Bill was allowed to join her shortly after she arrived at the hospital. She had a C-section and he was allowed to stay until one hour after their baby was born at 3.00 am.
“He did not get back in until 7pm that evening so I was 13-14 hours on my own. I was numb from the waist down from a spinal epidural and I was reliant on midwives to change her nappy, to dress her, to bathe her.”
“I never felt as a result of restrictions that my care was compromised in any way. I had exceptional care from all of the midwives and right through to the housekeeping staff, it was fantastic.”
“We are very lucky, we have a healthy baby and we did not get bad news during our pregnancy last year. We had it (bad news) the previous year and my husband was there to hold my hand but my heart breaks for anyone getting bad news and they are having to relay that over the phone to somebody.”
Also at the protest was Jene Hinds, one of the founding members of AIMS Ireland, who said,“partners are not visitors and it is really an integral part of the entire parenting experience that they are there.”
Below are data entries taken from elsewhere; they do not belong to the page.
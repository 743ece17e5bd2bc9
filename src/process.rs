//! External command descriptions.
//!
//! `Cmd` describes one external invocation: program, arguments, extra
//! environment. Steps hand it to a [`CommandRunner`](crate::runner::CommandRunner)
//! rather than spawning it themselves, so they stay testable.

use anyhow::{Context, Result};
use std::fmt;
use std::path::{Path, PathBuf};
use std::process::{Command, ExitStatus, Stdio};

/// Builder for configuring command execution.
#[derive(Debug, Clone, PartialEq, Eq)]
pub struct Cmd {
    program: String,
    args: Vec<String>,
    envs: Vec<(String, String)>,
}

impl Cmd {
    /// Create a new command builder.
    pub fn new(program: impl AsRef<str>) -> Self {
        Self {
            program: program.as_ref().to_string(),
            args: Vec::new(),
            envs: Vec::new(),
        }
    }

    /// Add a single argument.
    pub fn arg(mut self, arg: impl AsRef<str>) -> Self {
        self.args.push(arg.as_ref().to_string());
        self
    }

    /// Add multiple arguments.
    pub fn args<I, S>(mut self, args: I) -> Self
    where
        I: IntoIterator<Item = S>,
        S: AsRef<str>,
    {
        for arg in args {
            self.args.push(arg.as_ref().to_string());
        }
        self
    }

    /// Add a path as an argument.
    pub fn arg_path(mut self, path: &Path) -> Self {
        self.args.push(path.to_string_lossy().into_owned());
        self
    }

    /// Set an environment variable for the child only.
    pub fn env(mut self, key: impl AsRef<str>, value: impl AsRef<str>) -> Self {
        self.envs
            .push((key.as_ref().to_string(), value.as_ref().to_string()));
        self
    }

    pub fn program(&self) -> &str {
        &self.program
    }

    pub fn get_args(&self) -> &[String] {
        &self.args
    }

    pub fn get_envs(&self) -> &[(String, String)] {
        &self.envs
    }

    /// Program followed by its arguments.
    pub fn argv(&self) -> Vec<String> {
        std::iter::once(self.program.clone())
            .chain(self.args.iter().cloned())
            .collect()
    }

    /// Run the command with inherited stdio and return its exit status.
    ///
    /// Output goes directly to the terminal so the operator sees apt
    /// progress as it happens. A non-zero exit is not an error here.
    pub fn run_interactive(&self) -> Result<ExitStatus> {
        let mut cmd = Command::new(&self.program);
        cmd.args(&self.args);
        for (key, value) in &self.envs {
            cmd.env(key, value);
        }
        cmd.stdin(Stdio::inherit());
        cmd.stdout(Stdio::inherit());
        cmd.stderr(Stdio::inherit());

        cmd.status()
            .with_context(|| format!("Failed to execute '{}'. Is it installed?", self.program))
    }
}

impl fmt::Display for Cmd {
    fn fmt(&self, f: &mut fmt::Formatter<'_>) -> fmt::Result {
        for (key, value) in &self.envs {
            write!(f, "{}={} ", key, value)?;
        }
        write!(f, "{}", self.program)?;
        for arg in &self.args {
            write!(f, " {}", arg)?;
        }
        Ok(())
    }
}

/// Full path of `program` if it is on PATH.
pub fn which(program: &str) -> Option<PathBuf> {
    which::which(program).ok()
}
She said that in Our Lady of Lourdes, partners are allowed in for labour, birth and C-sections adding, “I think it is important to acknowledge the hospitals making efforts.”
“We would love to see partners go in for all antenatal appointments, in the Lourdes (hospital) can go in for 20 weeks anomaly scan, in other units you are not and other units do not even offer them. That is why we need a uniformed approach for maternity services.”